You might be wondering why I'm writing about my fertility, or lack thereof, in a book blog. I haven't been open about this struggle on facebook (although since I link this blog to FB, some people might end up reading it, which is fine), but haven't hidden it from my close friends or family either. I have avoided a lot of books about children recently because I simply couldn't take it. I needed distractions from the whole kid thing as I watched so many of my friends and people I know on facebook having children. My sweet brother even bought me a book called The Possibility of You for my birthday but I haven't been able to bring myself to read a book about giving children up for adoption when I can't even have one on my own.
Last week I spotted the review for Breed in Entertainment Weekly and it immediately caught my interest. Breed is the story of Alex and Leslie, an upper east side couple who have tried to get pregnant for three years using every possible method without success. That is until they fly to Slovenia and meet with a doctor who gives each of them three shots and make them drink an odd liquid that seems to boost their sex life. Immediately after they have crazy, violent sex and Leslie is sure that she is pregnant. But her pregnancy is odd. She sprouts hair all over her body (more than normal for pregnancy) and both she and Alex face strange, intense mood swings and an increasing desire for red meat.
At five months, she goes into labor and delivers two seemingly healthy (and one barely alive, misformed child that is quickly disposed of by the hospital without the parents knowing... although I had suspicions about that immediately) children: Adam and Alice. The story then shoots forward ten years and focuses on Adam, who is terrified by the things he overhears from his parents. He and his sister are locked in their rooms every night, but Adam uses a baby monitor to spy on his parents who have violent tendencies, continue to sprout hair, and who whisper in the dark about wanting to eat their children. They have neglected their formally successful careers and their gorgeous Manhattan townhouse is falling apart. Plus the family pets keep disappearing.
Adam and Alice decide to flee from home one night. The majority of the book concerns their attempts to run from their parents and their parents' attempts to bring them home. Their journey pulls in Adam's teacher, Michael, his boyfriend and the twins' aunt. They travel back and forth across the upper east and west sides, meeting other children who have similar stories to theirs.

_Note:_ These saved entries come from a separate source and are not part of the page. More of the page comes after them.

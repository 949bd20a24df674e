use chrono::{DateTime, Utc};
use tracing::info;

use super::Network;
use crate::config::SimulationConfig;
use crate::error::Result;
use crate::RouterId;

/// An undirected link as seen from the network.
#[derive(Debug, Clone, PartialEq, Eq)]
pub struct Link {
    pub a: RouterId,
    pub b: RouterId,
    pub cost: u32,
}

impl Network {
    pub fn from_config(config: &SimulationConfig) -> Result<Self> {
        Self::from_config_at(config, Utc::now())
    }

    /// Builds and wires every router of the config after validating it.
    pub fn from_config_at(config: &SimulationConfig, now: DateTime<Utc>) -> Result<Self> {
        config.validate()?;

        let mut network = Network::new(config.route_timeout());
        for router in &config.routers {
            network.add_router(router.name.clone(), router.link_local_address)?;
        }
        for link in &config.links {
            network.connect_at(&link.a, &link.b, link.validated_cost()?, now)?;
        }

        info!(
            routers = config.routers.len(),
            links = config.links.len(),
            "Topology built"
        );
        Ok(network)
    }

    /// Every link once, in the order the first endpoint registered it.
    pub fn links(&self) -> Vec<Link> {
        let mut links: Vec<Link> = Vec::new();
        for router in self.routers() {
            for neighbor in router.neighbors() {
                let seen = links.iter().any(|l| {
                    (l.a == router.id() && l.b == neighbor.router_id)
                        || (l.b == router.id() && l.a == neighbor.router_id)
                });
                if !seen {
                    links.push(Link {
                        a: router.id().to_string(),
                        b: neighbor.router_id.clone(),
                        cost: neighbor.cost,
                    });
                }
            }
        }
        links
    }
}

#[cfg(test)]
mod tests {
    use super::*;
    use crate::config::LinkConfig;
    use crate::error::SimError;

    #[test]
    fn test_default_config_builds_four_nodes() {
        let network = Network::from_config(&SimulationConfig::default()).unwrap();
        assert_eq!(network.router_ids(), vec!["A", "B", "C", "D"]);
        assert_eq!(network.links().len(), 4);
        assert_eq!(network.router("A").unwrap().neighbors().len(), 2);
    }

    #[test]
    fn test_invalid_config_is_rejected() {
        let mut config = SimulationConfig::default();
        config.links.push(LinkConfig::new("B", "D", -2));
        assert!(matches!(
            Network::from_config(&config),
            Err(SimError::InvalidConfiguration(_))
        ));
    }
}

The book was described as being a sort of Rosemary's Baby, a movie that I love, and it was to an extent. It was definitely creepy, especially as Leslie and Alex devolve into being more and more like animals. You really feel for the kids caught between loving their parents and fearing for their lives. It was definitely a bit of a cautionary tale for those of us who are reproductively challenged, but frankly, even as much as I want kids, I will draw the line at going to Slovenia and having a sketchy doctor shoot me with needles. The biggest thing I've learned from my own experience is to trust your gut. It took me a little too long to listen to my doubts and see a specialist and if I had to do anything over again, I'd go see a specialist earlier. In Breed, Leslie definitely has misgivings but in the end, goes against her instinct and it doesn't turn out well.
My one complain is the abrupt ending. Nothing was really resolved (*Note, I just read that the author is planning a sequel called Brood, which makes me feel better about the ending). I would have liked an epilogue of some sort but up until the ending, it was a very entertaining read. It freaked me out a little bit but also made me laugh at the irony of their situation. It definitely made me also feel better about my own issues, and that's the important part, right?!